— REQUIRED WORK —
Copy out all lines of the records in which the word "values" appears.

— EXERCISE MATERIALS —
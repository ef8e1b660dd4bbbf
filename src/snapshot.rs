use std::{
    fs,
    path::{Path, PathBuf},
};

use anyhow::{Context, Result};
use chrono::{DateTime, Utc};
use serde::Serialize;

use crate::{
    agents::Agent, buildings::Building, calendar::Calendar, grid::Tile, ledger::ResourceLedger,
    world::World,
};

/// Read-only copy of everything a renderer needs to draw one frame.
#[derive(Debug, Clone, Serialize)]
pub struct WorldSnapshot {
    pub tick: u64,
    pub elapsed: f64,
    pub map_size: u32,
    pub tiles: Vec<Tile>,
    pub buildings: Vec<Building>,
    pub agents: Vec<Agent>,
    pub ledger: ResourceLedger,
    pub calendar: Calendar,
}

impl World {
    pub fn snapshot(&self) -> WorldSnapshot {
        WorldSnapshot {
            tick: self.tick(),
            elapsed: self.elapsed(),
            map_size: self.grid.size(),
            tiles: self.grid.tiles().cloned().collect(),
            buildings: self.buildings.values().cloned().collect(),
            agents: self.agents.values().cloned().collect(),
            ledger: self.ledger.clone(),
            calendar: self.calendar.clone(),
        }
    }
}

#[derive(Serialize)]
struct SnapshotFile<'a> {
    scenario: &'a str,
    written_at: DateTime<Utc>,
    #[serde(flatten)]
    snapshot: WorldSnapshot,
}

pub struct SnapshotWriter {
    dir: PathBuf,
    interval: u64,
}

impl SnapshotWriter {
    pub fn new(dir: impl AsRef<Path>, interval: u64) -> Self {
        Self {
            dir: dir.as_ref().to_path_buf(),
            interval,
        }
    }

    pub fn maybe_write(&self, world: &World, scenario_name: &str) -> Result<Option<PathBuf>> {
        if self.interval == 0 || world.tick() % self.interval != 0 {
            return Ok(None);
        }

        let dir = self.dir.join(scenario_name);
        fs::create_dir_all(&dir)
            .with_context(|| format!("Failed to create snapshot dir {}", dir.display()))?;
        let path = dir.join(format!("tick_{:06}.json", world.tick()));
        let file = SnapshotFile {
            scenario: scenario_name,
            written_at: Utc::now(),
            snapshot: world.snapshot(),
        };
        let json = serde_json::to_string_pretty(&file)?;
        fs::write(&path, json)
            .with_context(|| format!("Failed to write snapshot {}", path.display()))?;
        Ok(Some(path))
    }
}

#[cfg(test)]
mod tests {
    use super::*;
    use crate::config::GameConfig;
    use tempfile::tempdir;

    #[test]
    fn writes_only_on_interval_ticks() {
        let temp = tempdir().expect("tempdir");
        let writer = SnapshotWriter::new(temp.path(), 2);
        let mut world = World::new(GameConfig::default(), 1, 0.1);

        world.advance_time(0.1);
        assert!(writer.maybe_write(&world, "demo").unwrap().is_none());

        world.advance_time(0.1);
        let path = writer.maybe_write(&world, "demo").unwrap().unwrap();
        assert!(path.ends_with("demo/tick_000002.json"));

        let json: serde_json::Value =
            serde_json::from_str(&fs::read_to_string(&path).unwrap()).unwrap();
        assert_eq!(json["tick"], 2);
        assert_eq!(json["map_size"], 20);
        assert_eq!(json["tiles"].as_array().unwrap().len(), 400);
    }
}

...

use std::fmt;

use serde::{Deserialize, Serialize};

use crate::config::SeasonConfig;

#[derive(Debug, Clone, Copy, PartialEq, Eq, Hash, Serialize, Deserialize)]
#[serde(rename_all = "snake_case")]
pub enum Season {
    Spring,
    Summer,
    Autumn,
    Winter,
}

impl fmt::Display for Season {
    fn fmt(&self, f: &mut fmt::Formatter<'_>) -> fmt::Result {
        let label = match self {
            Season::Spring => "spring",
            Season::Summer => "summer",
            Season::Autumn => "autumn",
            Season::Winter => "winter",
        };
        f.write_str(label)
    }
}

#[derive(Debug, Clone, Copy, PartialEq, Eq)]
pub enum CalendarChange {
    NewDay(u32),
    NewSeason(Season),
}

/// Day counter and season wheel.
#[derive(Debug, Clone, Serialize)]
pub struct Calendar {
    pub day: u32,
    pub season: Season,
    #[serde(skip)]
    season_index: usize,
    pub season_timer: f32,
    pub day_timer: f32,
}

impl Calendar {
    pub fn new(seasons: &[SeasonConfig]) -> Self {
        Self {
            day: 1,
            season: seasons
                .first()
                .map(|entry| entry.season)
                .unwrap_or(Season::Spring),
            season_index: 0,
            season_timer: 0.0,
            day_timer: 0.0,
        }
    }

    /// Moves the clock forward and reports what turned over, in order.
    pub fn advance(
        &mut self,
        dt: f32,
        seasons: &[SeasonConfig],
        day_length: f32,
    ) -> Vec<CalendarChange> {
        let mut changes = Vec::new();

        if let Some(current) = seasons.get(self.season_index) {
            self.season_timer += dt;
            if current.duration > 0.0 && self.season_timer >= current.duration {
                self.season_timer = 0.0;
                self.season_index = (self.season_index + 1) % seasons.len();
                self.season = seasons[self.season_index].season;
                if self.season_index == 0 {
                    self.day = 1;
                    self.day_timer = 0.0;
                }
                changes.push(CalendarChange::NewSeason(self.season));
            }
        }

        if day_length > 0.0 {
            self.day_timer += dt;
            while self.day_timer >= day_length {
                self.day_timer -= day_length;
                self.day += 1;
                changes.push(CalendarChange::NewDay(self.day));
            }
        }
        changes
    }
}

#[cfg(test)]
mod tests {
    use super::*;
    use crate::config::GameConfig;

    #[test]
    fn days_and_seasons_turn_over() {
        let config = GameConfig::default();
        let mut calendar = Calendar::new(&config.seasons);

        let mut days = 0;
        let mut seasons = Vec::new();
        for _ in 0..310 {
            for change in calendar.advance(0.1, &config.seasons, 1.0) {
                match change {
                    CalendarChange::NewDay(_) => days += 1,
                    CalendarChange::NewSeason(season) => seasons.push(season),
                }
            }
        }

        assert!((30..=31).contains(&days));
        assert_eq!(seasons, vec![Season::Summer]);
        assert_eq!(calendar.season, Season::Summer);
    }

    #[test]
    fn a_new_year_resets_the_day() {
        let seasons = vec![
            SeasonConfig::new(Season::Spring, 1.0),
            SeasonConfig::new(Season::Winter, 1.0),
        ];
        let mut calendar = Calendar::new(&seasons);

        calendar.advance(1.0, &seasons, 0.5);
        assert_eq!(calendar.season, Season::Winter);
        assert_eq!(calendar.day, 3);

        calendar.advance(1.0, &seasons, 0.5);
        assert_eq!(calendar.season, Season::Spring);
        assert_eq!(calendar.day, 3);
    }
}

— SOLUTION FOR THIS TASK —
            buildings: self.buildings.values().cloned().collect(),
            agents: self.agents.values().cloned().collect(),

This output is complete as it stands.